WORK TASK:
Identify each line below that contains the word "call", and copy it out.

= Beginning of Section =

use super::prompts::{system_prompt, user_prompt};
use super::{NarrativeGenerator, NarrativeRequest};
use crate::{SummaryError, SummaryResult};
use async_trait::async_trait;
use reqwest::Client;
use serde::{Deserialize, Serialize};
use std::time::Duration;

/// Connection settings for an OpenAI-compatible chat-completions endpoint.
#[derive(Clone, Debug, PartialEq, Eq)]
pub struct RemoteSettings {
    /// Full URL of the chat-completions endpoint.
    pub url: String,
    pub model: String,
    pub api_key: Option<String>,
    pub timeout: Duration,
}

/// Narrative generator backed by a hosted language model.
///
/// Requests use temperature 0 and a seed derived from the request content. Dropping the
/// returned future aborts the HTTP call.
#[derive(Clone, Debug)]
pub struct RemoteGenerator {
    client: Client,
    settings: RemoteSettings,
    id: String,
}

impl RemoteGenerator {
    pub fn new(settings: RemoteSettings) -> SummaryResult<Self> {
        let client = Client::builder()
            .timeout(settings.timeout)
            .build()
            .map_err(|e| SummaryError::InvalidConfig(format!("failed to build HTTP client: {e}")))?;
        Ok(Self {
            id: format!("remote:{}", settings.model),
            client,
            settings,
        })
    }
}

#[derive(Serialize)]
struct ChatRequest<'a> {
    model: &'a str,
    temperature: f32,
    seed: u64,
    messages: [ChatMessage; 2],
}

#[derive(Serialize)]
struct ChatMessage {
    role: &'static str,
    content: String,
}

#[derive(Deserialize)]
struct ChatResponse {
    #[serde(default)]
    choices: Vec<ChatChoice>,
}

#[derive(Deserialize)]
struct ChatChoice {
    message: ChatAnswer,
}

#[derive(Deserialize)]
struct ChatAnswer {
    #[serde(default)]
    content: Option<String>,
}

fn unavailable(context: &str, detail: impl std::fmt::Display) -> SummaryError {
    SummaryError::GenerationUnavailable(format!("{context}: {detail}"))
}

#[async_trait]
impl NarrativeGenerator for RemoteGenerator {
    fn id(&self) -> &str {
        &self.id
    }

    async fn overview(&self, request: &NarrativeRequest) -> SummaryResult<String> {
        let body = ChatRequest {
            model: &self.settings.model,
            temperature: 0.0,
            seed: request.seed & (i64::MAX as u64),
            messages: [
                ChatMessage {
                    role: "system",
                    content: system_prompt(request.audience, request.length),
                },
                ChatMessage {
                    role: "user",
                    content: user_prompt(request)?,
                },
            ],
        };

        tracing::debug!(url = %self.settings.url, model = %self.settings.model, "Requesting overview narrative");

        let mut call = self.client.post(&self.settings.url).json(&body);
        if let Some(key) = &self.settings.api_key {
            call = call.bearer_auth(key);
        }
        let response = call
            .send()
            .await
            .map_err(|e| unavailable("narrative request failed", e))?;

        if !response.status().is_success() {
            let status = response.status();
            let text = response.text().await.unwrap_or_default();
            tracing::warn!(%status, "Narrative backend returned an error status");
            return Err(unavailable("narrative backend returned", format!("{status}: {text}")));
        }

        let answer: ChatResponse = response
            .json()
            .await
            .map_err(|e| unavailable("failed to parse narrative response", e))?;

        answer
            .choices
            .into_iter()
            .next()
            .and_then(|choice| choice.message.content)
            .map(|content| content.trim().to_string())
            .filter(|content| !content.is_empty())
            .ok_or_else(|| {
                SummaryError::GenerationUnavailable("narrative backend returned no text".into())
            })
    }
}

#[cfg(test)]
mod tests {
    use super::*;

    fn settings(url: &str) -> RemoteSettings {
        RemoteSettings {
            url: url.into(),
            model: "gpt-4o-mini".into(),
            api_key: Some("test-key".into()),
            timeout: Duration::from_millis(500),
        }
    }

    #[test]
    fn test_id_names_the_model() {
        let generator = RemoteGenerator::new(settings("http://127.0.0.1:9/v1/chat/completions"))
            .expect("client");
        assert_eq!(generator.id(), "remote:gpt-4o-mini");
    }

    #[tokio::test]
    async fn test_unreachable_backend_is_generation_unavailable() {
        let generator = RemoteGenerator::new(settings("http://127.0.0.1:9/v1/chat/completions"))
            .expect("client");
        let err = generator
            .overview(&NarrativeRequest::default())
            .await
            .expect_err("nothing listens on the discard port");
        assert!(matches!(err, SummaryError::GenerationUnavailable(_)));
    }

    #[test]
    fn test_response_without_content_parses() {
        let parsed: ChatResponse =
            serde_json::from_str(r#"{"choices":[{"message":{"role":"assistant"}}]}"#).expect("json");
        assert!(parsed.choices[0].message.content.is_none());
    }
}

= End of Section =

RESPONSE TO THE TASK:
/// returned future aborts the HTTP call.
        let mut call = self.client.post(&self.settings.url).json(&body);
            call = call.bearer_auth(key);
        let response = call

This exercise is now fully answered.